:: Task instructions ::
What lines of the listing below contain the word "already"? Copy each of them out.

:: Dataset content ::
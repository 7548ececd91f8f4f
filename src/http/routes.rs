use super::handlers;
use super::state::AppState;
use super::ws;
use axum::{
    http::{header, HeaderValue, Method},
    routing::{get, post},
    Router,
};
use tower_http::cors::{AllowOrigin, CorsLayer};
use tower_http::trace::TraceLayer;
use tracing::warn;

/// Create the HTTP router with all routes
pub fn create_router(state: AppState) -> Router {
    let cors = cors_layer(&state.cors_origins);

    Router::new()
        // WebSocket relay (clients connect to the bare origin or /ws)
        .route("/", get(ws::ws_upgrade))
        .route("/ws", get(ws::ws_upgrade))
        // Status
        .route("/api/health", get(handlers::health_check))
        .route("/api/connections", get(handlers::active_connections))
        // Demo trigger
        .route(
            "/api/simulate-transcription",
            post(handlers::simulate_transcription),
        )
        .layer(cors)
        // Add tracing middleware for request logging
        .layer(TraceLayer::new_for_http())
        .with_state(state)
}

/// Any origin when the allowlist is empty, otherwise only the listed ones
fn cors_layer(origins: &[String]) -> CorsLayer {
    if origins.is_empty() {
        return CorsLayer::permissive();
    }

    let allowed: Vec<HeaderValue> = origins
        .iter()
        .filter_map(|origin| match origin.parse::<HeaderValue>() {
            Ok(value) => Some(value),
            Err(e) => {
                warn!("Ignoring invalid CORS origin {:?}: {}", origin, e);
                None
            }
        })
        .collect();

    CorsLayer::new()
        .allow_origin(AllowOrigin::list(allowed))
        .allow_methods([Method::GET, Method::POST, Method::OPTIONS])
        .allow_headers([header::CONTENT_TYPE])
}
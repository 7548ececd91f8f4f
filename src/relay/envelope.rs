use serde::{Deserialize, Serialize};
use serde_json::Value;
use std::fmt;

/// Envelope type carried in the `type` field of every frame
#[derive(Debug, Clone, PartialEq, Eq, Hash)]
pub enum EnvelopeKind {
    /// Peer-local session settings (language, API key)
    Configuration,
    /// Raw audio bytes from a capturing client
    AudioData,
    /// A finished transcription segment
    TranscriptionResult,
    /// Rolling accuracy figure
    AccuracyMetrics,
    /// Rolling latency figure
    LatencyMetrics,
    /// Anything else; keeps the raw type string for logging
    Unrecognized(String),
}

impl EnvelopeKind {
    pub fn parse(raw: &str) -> Self {
        match raw {
            "configuration" => Self::Configuration,
            "audio_data" => Self::AudioData,
            "transcription_result" => Self::TranscriptionResult,
            "accuracy_metrics" => Self::AccuracyMetrics,
            "latency_metrics" => Self::LatencyMetrics,
            other => Self::Unrecognized(other.to_string()),
        }
    }

    pub fn as_str(&self) -> &str {
        match self {
            Self::Configuration => "configuration",
            Self::AudioData => "audio_data",
            Self::TranscriptionResult => "transcription_result",
            Self::AccuracyMetrics => "accuracy_metrics",
            Self::LatencyMetrics => "latency_metrics",
            Self::Unrecognized(raw) => raw,
        }
    }

    /// Whether envelopes of this kind are fanned out to peers
    pub fn is_broadcastable(&self) -> bool {
        matches!(
            self,
            Self::TranscriptionResult | Self::AccuracyMetrics | Self::LatencyMetrics
        )
    }
}

impl fmt::Display for EnvelopeKind {
    fn fmt(&self, f: &mut fmt::Formatter<'_>) -> fmt::Result {
        f.write_str(self.as_str())
    }
}

/// A decoded inbound frame
#[derive(Debug, Clone, PartialEq)]
pub struct Envelope {
    pub kind: EnvelopeKind,
    /// Kind-specific data, passed through untouched
    pub payload: Value,
}

impl Envelope {
    pub fn new(kind: EnvelopeKind, payload: Value) -> Self {
        Self { kind, payload }
    }
}

/// Frame sent to peers: `{ type, data, timestamp }`
#[derive(Debug, Clone, PartialEq, Serialize, Deserialize)]
pub struct OutboundEnvelope {
    #[serde(rename = "type")]
    pub kind: String,
    pub data: Value,
    /// Server-assigned, milliseconds since the Unix epoch
    pub timestamp: i64,
}

impl OutboundEnvelope {
    pub fn stamped(envelope: Envelope, timestamp: i64) -> Self {
        Self {
            kind: envelope.kind.as_str().to_string(),
            data: envelope.payload,
            timestamp,
        }
    }
}
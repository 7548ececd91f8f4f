use super::connection::{ConnectionId, ConnectionState, PeerConnection, TransportError};
use std::collections::HashMap;
use std::sync::Arc;
use tokio::sync::RwLock;
use tracing::debug;

/// Result of one pass over the registry
#[derive(Debug, Default)]
pub struct FanOutReport {
    /// Peers the function succeeded on
    pub delivered: usize,
    /// Peers the function failed on; the caller decides whether to evict them
    pub failed: Vec<Arc<PeerConnection>>,
}

/// Live set of open peer connections, keyed by identity
#[derive(Debug, Default)]
pub struct ConnectionRegistry {
    connections: RwLock<HashMap<ConnectionId, Arc<PeerConnection>>>,
}

impl ConnectionRegistry {
    pub fn new() -> Self {
        Self::default()
    }

    /// Register a connection. Adding the same identity twice is a no-op.
    pub async fn add(&self, connection: Arc<PeerConnection>) -> bool {
        let mut conns = self.connections.write().await;
        let id = connection.id();
        if conns.contains_key(&id) {
            return false;
        }
        conns.insert(id, connection);
        debug!(conn_id = %id, active = conns.len(), "connection registered");
        true
    }

    /// Deregister a connection. Absent identities are ignored.
    pub async fn remove(&self, id: ConnectionId) -> bool {
        let mut conns = self.connections.write().await;
        let removed = conns.remove(&id).is_some();
        if removed {
            debug!(conn_id = %id, active = conns.len(), "connection deregistered");
        }
        removed
    }

    /// Evict an Open connection after a failed write.
    ///
    /// The state change and the removal happen under one write lock: a caller
    /// cancelled while waiting for the lock leaves the connection Open and
    /// registered, never half-evicted.
    pub async fn evict(&self, connection: &PeerConnection) -> bool {
        let mut conns = self.connections.write().await;
        if !connection.mark_evicted() {
            return false;
        }
        let id = connection.id();
        conns.remove(&id);
        debug!(conn_id = %id, active = conns.len(), "connection evicted");
        true
    }

    /// Close a connection and deregister it, whatever state it was in.
    ///
    /// Returns the state the connection left.
    pub async fn close(&self, connection: &PeerConnection) -> ConnectionState {
        let mut conns = self.connections.write().await;
        let prior = connection.mark_closed();
        let id = connection.id();
        if conns.remove(&id).is_some() {
            debug!(conn_id = %id, active = conns.len(), "connection deregistered");
        }
        prior
    }

    pub async fn contains(&self, id: ConnectionId) -> bool {
        self.connections.read().await.contains_key(&id)
    }

    pub async fn len(&self) -> usize {
        self.connections.read().await.len()
    }

    pub async fn is_empty(&self) -> bool {
        self.len().await == 0
    }

    /// Apply `f` to every connection except `excluding`.
    ///
    /// Holds the read lock for the whole pass so no removal interleaves with
    /// it. A failure on one peer never stops the pass; failed peers are
    /// collected in the report instead.
    pub async fn for_each_other<F>(&self, excluding: Option<ConnectionId>, mut f: F) -> FanOutReport
    where
        F: FnMut(&PeerConnection) -> Result<(), TransportError>,
    {
        let conns = self.connections.read().await;
        let mut report = FanOutReport::default();

        for (id, conn) in conns.iter() {
            if Some(*id) == excluding {
                continue;
            }
            match f(conn.as_ref()) {
                Ok(()) => report.delivered += 1,
                Err(e) => {
                    debug!(conn_id = %id, error = %e, "fan-out to peer failed");
                    report.failed.push(Arc::clone(conn));
                }
            }
        }

        report
    }
}

#[cfg(test)]
mod tests {
    use super::*;
    use crate::relay::{
        BroadcastPolicy, CloseReason, Dispatcher, Envelope, EnvelopeKind, LifecycleHandler,
        ServerClock,
    };
    use serde_json::json;
    use std::time::Duration;

    #[tokio::test]
    async fn add_is_idempotent() {
        let registry = ConnectionRegistry::new();
        let (conn, _rx) = PeerConnection::channel();
        assert!(registry.add(Arc::clone(&conn)).await);
        assert!(!registry.add(conn).await);
        assert_eq!(registry.len().await, 1);
    }

    #[tokio::test]
    async fn remove_absent_is_noop() {
        let registry = ConnectionRegistry::new();
        assert!(!registry.remove(ConnectionId::new()).await);
        assert!(registry.is_empty().await);
    }

    #[tokio::test]
    async fn fan_out_continues_past_failures() {
        let registry = ConnectionRegistry::new();
        let (alive, mut alive_rx) = PeerConnection::channel();
        let (dead, dead_rx) = PeerConnection::channel();
        drop(dead_rx);
        registry.add(Arc::clone(&alive)).await;
        registry.add(Arc::clone(&dead)).await;

        let report = registry
            .for_each_other(None, |conn| conn.send(Arc::from("x")))
            .await;

        assert_eq!(report.delivered, 1);
        assert_eq!(report.failed.len(), 1);
        assert_eq!(report.failed[0].id(), dead.id());
        assert_eq!(&*alive_rx.recv().await.unwrap(), "x");
    }

    #[tokio::test]
    async fn fan_out_skips_excluded() {
        let registry = ConnectionRegistry::new();
        let (a, mut a_rx) = PeerConnection::channel();
        let (b, mut b_rx) = PeerConnection::channel();
        registry.add(Arc::clone(&a)).await;
        registry.add(Arc::clone(&b)).await;

        let report = registry
            .for_each_other(Some(a.id()), |conn| conn.send(Arc::from("y")))
            .await;

        assert_eq!(report.delivered, 1);
        assert!(a_rx.try_recv().is_err());
        assert_eq!(&*b_rx.recv().await.unwrap(), "y");
    }

    #[tokio::test]
    async fn close_removes_evicted_and_open_alike() {
        let registry = ConnectionRegistry::new();
        let (a, _a_rx) = PeerConnection::channel();
        let (b, _b_rx) = PeerConnection::channel();
        registry.add(Arc::clone(&a)).await;
        registry.add(Arc::clone(&b)).await;

        assert!(registry.evict(&a).await);
        assert!(!registry.evict(&a).await);
        assert_eq!(registry.close(&a).await, ConnectionState::Evicted);
        assert_eq!(registry.close(&b).await, ConnectionState::Open);
        assert_eq!(registry.close(&b).await, ConnectionState::Closed);
        assert!(registry.is_empty().await);
    }

    #[tokio::test]
    async fn cancelled_eviction_leaves_no_closed_peer_registered() {
        let registry = Arc::new(ConnectionRegistry::new());
        let dispatcher = Dispatcher::new(
            Arc::clone(&registry),
            Arc::new(ServerClock::new()),
            BroadcastPolicy::ExcludeSender,
        );
        let lifecycle = LifecycleHandler::new(dispatcher.clone(), false);
        let (a, _a_rx) = PeerConnection::channel();
        let (b, b_rx) = PeerConnection::channel();
        lifecycle.open(Arc::clone(&a)).await;
        lifecycle.open(Arc::clone(&b)).await;
        drop(b_rx);

        // The fan-out can still read, but eviction waits on the write lock
        // until the dispatch is dropped
        let guard = registry.connections.read().await;
        let dispatched = tokio::time::timeout(
            Duration::from_millis(50),
            dispatcher.dispatch(
                Some(a.id()),
                Envelope::new(EnvelopeKind::LatencyMetrics, json!({ "latency": 10 })),
            ),
        )
        .await;
        drop(guard);
        assert!(dispatched.is_err());

        assert_eq!(b.state(), ConnectionState::Open);
        assert!(
            lifecycle
                .close(&b, CloseReason::TransportError("writer gone".into()))
                .await
        );
        assert!(!registry.contains(b.id()).await);
        assert_eq!(registry.len().await, 1);
    }
}
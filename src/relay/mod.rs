//! Broadcast relay core
//!
//! This module provides the pieces that move envelopes between peers:
//! - `ConnectionRegistry`: the live set of open peer connections
//! - `codec`: JSON frame decoding/encoding into typed envelopes
//! - `Dispatcher`: stamps broadcastable envelopes and fans them out
//! - `LifecycleHandler`: Open/Closed state per connection, frame handling
//! - `ServerClock`: non-decreasing millisecond timestamps

mod clock;
pub mod codec;
mod connection;
mod dispatcher;
mod envelope;
mod lifecycle;
mod registry;

pub use clock::ServerClock;
pub use codec::DecodeError;
pub use connection::{ConnectionId, ConnectionState, OutboundFrame, PeerConnection, TransportError};
pub use dispatcher::{BroadcastPolicy, DispatchOutcome, Dispatcher, DropReason};
pub use envelope::{Envelope, EnvelopeKind, OutboundEnvelope};
pub use lifecycle::{CloseReason, LifecycleHandler};
pub use registry::{ConnectionRegistry, FanOutReport};
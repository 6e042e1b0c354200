//! The model contract and the process-wide handle that owns the loaded model.

use std::sync::{Arc, Mutex, OnceLock};

use reviewpulse_core::Label;
use tracing::info;

use crate::ClassifyError;

/// One model output: the winning label and its probability.
#[derive(Debug, Clone, Copy, PartialEq)]
pub struct Prediction {
    pub label: Label,
    pub confidence: f32,
}

/// A black-box sentiment model: `text -> (label, confidence)`, batched.
///
/// Implementations must return exactly one prediction per input text, in
/// input order, and a given text's prediction must not depend on which other
/// texts share its batch.
pub trait SentimentModel: Send {
    /// Short identifier used in logs.
    fn name(&self) -> &str;

    fn predict_batch(&mut self, texts: &[&str]) -> Result<Vec<Prediction>, ClassifyError>;
}

/// A loaded model shared between classifiers.
pub type SharedModel = Arc<Mutex<Box<dyn SentimentModel>>>;

type Loader = Box<dyn FnOnce() -> Result<Box<dyn SentimentModel>, ClassifyError> + Send>;

/// Lazily-initialised, process-owned model.
///
/// The loader runs at most once, on the first [`get`](Self::get). A failed
/// load is remembered: every later `get` reports the same
/// [`ClassifyError::ModelUnavailable`] without retrying.
pub struct ModelHandle {
    cell: OnceLock<Result<SharedModel, String>>,
    loader: Mutex<Option<Loader>>,
}

impl ModelHandle {
    /// Defer loading until first use.
    pub fn lazy<F>(loader: F) -> Self
    where
        F: FnOnce() -> Result<Box<dyn SentimentModel>, ClassifyError> + Send + 'static,
    {
        Self {
            cell: OnceLock::new(),
            loader: Mutex::new(Some(Box::new(loader))),
        }
    }

    /// Wrap an already-constructed model.
    pub fn ready(model: impl SentimentModel + 'static) -> Self {
        let boxed: Box<dyn SentimentModel> = Box::new(model);
        let cell = OnceLock::new();
        let _ = cell.set(Ok(Arc::new(Mutex::new(boxed))));
        Self {
            cell,
            loader: Mutex::new(None),
        }
    }

    /// The loaded model, loading it now if this is the first call.
    pub fn get(&self) -> Result<SharedModel, ClassifyError> {
        let slot = self.cell.get_or_init(|| {
            let loader = self.loader.lock().ok().and_then(|mut l| l.take());
            let Some(load) = loader else {
                return Err("model loader already consumed".to_string());
            };
            match load() {
                Ok(model) => {
                    info!(model = model.name(), "sentiment model ready");
                    Ok(Arc::new(Mutex::new(model)))
                }
                Err(ClassifyError::ModelUnavailable(msg)) => Err(msg),
                Err(e) => Err(e.to_string()),
            }
        });
        slot.clone().map_err(ClassifyError::ModelUnavailable)
    }

    /// Whether a load has been attempted and succeeded.
    pub fn is_loaded(&self) -> bool {
        matches!(self.cell.get(), Some(Ok(_)))
    }
}
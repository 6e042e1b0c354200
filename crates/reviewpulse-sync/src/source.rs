use std::sync::Arc;

use async_trait::async_trait;
use reviewpulse_core::RawRecord;

use crate::FetchError;

/// One page of raw records.
#[derive(Debug, Clone, Default, PartialEq)]
pub struct Page {
    pub records: Vec<RawRecord>,
    /// Source's hint that further pages may exist. Informational only: an
    /// empty page is what ends a fetch.
    pub has_more: bool,
}

impl Page {
    pub fn empty() -> Self {
        Self::default()
    }

    pub fn is_empty(&self) -> bool {
        self.records.is_empty()
    }
}

/// An upstream review listing: given page N, return its records or nothing.
#[async_trait]
pub trait PageSource: Send + Sync {
    /// Issue one request for `page`.
    async fn fetch_page(&self, page: u32) -> Result<Page, FetchError>;
}

#[async_trait]
impl<T: PageSource + ?Sized> PageSource for Arc<T> {
    async fn fetch_page(&self, page: u32) -> Result<Page, FetchError> {
        (**self).fetch_page(page).await
    }
}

:: Output for this exercise ::
    /// Wrap an already-constructed model.
                return Err("model loader already consumed".to_string());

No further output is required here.